◆ ASSIGNMENT
Lines with the word "FailureDisplay" are the ones wanted. Copy each of them from the entries below.

◆ SOURCE MATERIAL
========================

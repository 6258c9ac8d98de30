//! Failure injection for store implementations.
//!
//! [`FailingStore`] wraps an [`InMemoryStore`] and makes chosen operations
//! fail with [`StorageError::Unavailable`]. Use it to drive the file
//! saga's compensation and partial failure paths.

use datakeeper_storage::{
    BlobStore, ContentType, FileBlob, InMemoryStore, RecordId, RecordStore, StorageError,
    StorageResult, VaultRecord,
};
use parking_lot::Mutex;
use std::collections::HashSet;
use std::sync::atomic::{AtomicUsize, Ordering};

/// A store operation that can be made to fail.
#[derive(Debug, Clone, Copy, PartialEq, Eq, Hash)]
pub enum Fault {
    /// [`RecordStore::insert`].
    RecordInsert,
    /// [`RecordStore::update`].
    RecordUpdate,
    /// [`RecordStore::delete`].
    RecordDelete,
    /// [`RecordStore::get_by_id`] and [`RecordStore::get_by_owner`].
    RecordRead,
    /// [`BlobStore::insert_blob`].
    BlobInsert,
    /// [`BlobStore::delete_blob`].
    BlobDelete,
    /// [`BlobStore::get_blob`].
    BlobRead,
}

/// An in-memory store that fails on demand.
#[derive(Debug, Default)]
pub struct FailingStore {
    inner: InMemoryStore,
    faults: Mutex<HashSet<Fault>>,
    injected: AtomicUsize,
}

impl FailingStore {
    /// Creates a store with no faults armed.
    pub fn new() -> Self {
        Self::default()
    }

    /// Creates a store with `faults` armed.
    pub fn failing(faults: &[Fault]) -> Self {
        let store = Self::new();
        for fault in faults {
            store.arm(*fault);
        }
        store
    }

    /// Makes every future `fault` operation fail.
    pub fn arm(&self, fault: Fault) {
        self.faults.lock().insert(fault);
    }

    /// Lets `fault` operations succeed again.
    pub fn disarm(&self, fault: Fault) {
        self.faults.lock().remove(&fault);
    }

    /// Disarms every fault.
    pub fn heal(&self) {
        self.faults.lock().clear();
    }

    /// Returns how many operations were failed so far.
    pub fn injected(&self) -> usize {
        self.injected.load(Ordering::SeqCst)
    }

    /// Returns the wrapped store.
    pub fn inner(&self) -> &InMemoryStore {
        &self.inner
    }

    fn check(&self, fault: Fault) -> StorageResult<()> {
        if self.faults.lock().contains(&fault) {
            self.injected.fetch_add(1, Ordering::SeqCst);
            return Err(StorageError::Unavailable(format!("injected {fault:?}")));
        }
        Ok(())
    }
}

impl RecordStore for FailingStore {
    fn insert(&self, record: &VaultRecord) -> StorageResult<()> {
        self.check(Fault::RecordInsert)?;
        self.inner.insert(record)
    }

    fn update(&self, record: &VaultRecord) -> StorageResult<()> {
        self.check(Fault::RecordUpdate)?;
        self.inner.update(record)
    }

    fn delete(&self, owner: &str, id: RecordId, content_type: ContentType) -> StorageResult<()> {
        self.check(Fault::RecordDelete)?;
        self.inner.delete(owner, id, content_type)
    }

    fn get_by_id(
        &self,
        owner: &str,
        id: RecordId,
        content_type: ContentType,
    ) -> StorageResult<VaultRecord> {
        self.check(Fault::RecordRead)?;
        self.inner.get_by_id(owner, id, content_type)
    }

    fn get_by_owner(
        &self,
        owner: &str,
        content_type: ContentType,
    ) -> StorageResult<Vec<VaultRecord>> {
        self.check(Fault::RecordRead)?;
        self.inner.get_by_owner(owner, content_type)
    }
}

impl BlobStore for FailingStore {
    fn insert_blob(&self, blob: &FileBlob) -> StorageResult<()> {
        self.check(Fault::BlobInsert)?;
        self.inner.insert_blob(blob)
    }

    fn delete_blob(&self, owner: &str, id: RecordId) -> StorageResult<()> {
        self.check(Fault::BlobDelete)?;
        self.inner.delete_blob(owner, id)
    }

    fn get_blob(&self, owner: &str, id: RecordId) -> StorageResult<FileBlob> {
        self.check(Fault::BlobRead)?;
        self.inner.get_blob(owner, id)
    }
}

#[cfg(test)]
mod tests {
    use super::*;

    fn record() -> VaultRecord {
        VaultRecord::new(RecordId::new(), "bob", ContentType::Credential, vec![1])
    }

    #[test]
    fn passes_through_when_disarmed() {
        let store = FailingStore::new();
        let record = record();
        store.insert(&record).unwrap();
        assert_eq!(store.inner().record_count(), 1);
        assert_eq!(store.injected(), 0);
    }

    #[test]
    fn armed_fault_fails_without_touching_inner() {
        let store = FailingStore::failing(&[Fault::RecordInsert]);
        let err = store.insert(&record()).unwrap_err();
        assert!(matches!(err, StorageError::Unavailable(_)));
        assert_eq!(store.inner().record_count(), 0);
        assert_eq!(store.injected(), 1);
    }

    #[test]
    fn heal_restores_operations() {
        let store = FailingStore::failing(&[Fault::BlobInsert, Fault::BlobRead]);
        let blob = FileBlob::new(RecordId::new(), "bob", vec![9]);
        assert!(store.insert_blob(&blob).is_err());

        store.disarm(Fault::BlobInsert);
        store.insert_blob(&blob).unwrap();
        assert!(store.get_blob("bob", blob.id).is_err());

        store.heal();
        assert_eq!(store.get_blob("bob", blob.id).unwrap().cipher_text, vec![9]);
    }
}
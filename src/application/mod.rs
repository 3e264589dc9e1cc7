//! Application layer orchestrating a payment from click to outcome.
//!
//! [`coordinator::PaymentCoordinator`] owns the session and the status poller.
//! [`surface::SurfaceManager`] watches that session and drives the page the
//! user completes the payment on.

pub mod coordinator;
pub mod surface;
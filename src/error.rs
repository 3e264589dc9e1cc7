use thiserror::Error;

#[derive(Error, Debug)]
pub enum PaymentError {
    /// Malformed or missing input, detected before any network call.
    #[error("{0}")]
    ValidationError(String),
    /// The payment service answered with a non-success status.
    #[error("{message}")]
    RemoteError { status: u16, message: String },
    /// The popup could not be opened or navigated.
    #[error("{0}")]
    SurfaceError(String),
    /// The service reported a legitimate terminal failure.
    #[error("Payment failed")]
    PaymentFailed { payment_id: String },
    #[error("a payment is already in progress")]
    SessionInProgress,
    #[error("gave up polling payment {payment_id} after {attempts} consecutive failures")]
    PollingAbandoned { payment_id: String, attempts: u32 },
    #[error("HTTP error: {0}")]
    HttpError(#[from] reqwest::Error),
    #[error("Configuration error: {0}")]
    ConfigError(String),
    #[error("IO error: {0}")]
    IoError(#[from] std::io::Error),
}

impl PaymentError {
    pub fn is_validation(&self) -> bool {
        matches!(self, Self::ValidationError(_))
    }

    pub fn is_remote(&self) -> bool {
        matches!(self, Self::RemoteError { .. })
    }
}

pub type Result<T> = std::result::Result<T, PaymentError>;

========================

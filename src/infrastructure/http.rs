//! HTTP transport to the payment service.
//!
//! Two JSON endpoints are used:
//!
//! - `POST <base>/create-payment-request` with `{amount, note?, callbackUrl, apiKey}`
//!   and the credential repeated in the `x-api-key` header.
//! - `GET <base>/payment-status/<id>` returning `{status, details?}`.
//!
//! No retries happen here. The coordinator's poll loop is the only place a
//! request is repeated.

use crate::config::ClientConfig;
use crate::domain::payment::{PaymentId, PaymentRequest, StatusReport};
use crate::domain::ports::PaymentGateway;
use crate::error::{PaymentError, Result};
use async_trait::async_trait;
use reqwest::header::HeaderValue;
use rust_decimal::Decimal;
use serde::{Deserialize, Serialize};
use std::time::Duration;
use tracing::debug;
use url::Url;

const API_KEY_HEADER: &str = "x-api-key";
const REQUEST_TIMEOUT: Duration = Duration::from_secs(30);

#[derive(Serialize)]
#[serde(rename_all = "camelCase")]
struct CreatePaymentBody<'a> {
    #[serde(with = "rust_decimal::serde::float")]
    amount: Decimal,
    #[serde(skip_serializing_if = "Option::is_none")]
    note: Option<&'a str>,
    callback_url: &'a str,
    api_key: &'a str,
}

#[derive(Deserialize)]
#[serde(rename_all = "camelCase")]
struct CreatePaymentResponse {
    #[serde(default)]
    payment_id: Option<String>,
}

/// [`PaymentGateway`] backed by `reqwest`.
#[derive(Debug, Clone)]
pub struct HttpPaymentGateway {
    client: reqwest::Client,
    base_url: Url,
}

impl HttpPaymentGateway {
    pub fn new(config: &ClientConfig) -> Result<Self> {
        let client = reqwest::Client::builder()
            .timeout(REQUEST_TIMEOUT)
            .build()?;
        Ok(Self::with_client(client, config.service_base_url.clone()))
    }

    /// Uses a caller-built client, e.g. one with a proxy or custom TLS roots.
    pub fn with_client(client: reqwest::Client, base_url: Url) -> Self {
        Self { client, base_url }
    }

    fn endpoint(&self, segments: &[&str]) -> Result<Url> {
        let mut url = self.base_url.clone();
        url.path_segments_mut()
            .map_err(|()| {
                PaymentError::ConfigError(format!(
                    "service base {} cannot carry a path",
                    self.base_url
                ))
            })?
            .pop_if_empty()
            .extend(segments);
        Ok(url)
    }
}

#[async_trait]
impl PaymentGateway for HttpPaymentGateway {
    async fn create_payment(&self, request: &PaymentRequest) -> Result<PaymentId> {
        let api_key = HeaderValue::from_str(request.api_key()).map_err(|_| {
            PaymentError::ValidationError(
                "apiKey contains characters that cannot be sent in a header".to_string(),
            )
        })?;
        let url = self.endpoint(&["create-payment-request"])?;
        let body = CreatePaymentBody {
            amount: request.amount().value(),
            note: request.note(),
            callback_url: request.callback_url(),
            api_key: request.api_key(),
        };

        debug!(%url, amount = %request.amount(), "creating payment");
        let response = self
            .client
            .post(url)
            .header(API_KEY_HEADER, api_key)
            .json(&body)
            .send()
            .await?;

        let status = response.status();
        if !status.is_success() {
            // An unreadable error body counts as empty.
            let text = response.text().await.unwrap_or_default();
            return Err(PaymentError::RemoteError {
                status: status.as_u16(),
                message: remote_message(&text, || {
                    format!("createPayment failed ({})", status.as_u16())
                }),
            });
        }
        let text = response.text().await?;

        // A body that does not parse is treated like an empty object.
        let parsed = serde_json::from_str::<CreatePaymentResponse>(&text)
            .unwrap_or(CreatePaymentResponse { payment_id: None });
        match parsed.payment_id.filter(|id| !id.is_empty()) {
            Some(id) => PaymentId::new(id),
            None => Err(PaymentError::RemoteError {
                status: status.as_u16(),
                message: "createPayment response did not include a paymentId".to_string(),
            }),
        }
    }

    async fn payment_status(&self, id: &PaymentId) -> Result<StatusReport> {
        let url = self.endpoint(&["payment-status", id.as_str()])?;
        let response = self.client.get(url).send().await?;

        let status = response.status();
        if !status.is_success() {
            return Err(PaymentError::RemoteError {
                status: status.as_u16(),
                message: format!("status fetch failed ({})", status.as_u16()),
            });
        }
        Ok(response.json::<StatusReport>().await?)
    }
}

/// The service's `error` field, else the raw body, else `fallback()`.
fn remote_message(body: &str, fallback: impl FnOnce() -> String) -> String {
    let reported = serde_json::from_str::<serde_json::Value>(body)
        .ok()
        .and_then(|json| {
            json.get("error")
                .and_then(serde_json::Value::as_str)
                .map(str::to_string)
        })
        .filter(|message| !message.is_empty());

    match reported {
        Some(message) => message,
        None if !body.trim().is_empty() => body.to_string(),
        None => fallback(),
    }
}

========================

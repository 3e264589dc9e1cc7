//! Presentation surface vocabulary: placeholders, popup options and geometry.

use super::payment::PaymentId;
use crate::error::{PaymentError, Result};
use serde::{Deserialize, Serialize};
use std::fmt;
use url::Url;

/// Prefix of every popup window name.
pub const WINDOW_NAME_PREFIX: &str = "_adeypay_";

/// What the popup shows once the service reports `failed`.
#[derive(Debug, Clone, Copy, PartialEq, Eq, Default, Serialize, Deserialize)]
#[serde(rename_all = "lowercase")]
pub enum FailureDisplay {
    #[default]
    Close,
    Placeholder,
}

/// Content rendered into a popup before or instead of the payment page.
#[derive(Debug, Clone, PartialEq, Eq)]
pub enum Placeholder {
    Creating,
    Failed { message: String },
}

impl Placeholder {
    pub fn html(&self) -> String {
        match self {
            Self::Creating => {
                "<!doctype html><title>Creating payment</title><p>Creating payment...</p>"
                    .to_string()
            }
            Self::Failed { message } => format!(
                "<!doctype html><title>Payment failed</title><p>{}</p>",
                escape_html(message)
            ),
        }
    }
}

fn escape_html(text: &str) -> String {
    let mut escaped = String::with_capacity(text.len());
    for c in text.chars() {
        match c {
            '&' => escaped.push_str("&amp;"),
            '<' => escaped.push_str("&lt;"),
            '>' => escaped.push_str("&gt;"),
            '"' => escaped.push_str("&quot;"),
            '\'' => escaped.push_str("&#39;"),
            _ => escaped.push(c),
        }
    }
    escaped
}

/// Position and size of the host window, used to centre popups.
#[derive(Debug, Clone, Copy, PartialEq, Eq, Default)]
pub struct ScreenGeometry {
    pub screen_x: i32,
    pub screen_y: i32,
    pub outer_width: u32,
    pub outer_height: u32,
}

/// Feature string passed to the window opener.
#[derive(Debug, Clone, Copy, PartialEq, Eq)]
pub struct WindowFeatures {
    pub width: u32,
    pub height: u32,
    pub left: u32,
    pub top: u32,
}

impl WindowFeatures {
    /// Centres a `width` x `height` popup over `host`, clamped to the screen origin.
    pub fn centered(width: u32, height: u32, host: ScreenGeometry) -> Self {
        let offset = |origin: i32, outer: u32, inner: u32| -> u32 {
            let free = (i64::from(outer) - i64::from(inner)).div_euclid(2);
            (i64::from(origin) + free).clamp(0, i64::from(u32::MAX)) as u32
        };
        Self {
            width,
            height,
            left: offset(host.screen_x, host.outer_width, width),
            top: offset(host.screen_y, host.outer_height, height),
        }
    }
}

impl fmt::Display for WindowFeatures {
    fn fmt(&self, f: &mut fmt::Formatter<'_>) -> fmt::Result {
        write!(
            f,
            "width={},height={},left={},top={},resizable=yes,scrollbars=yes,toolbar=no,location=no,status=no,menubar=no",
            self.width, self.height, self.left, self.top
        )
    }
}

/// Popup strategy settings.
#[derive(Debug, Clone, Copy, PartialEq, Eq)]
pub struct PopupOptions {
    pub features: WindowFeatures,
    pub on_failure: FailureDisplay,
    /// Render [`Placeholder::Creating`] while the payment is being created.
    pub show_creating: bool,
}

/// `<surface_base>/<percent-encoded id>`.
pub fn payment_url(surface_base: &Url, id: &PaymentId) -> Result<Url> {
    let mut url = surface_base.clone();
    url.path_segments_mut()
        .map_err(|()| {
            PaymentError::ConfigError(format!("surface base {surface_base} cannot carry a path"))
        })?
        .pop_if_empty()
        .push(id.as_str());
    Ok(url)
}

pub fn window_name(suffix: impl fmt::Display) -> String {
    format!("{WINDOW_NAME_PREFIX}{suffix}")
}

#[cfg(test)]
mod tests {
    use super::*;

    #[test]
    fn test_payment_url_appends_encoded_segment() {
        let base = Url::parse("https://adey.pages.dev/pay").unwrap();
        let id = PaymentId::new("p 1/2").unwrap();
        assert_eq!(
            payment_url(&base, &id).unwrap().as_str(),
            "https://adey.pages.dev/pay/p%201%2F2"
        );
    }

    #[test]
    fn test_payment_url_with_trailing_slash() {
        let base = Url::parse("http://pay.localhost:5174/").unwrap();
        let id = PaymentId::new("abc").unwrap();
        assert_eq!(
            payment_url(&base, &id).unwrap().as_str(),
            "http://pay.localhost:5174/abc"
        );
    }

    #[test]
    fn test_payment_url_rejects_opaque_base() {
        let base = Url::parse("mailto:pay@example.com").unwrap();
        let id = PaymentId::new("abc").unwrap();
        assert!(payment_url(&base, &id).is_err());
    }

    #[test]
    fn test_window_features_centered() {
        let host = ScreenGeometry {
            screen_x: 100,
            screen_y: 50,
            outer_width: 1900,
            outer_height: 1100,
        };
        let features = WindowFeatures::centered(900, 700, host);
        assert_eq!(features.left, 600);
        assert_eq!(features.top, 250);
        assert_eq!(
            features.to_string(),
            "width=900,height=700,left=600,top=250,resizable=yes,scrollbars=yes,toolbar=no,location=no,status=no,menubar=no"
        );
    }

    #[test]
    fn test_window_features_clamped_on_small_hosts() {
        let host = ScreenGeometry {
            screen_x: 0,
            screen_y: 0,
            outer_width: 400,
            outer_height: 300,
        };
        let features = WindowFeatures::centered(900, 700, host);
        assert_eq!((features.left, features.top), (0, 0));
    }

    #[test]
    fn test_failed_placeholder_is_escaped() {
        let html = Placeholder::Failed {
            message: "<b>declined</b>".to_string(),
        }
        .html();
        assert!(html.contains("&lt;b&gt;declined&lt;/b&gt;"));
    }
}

========================

◆ ANSWER TO THE PROBLEM
pub enum FailureDisplay {
    pub on_failure: FailureDisplay,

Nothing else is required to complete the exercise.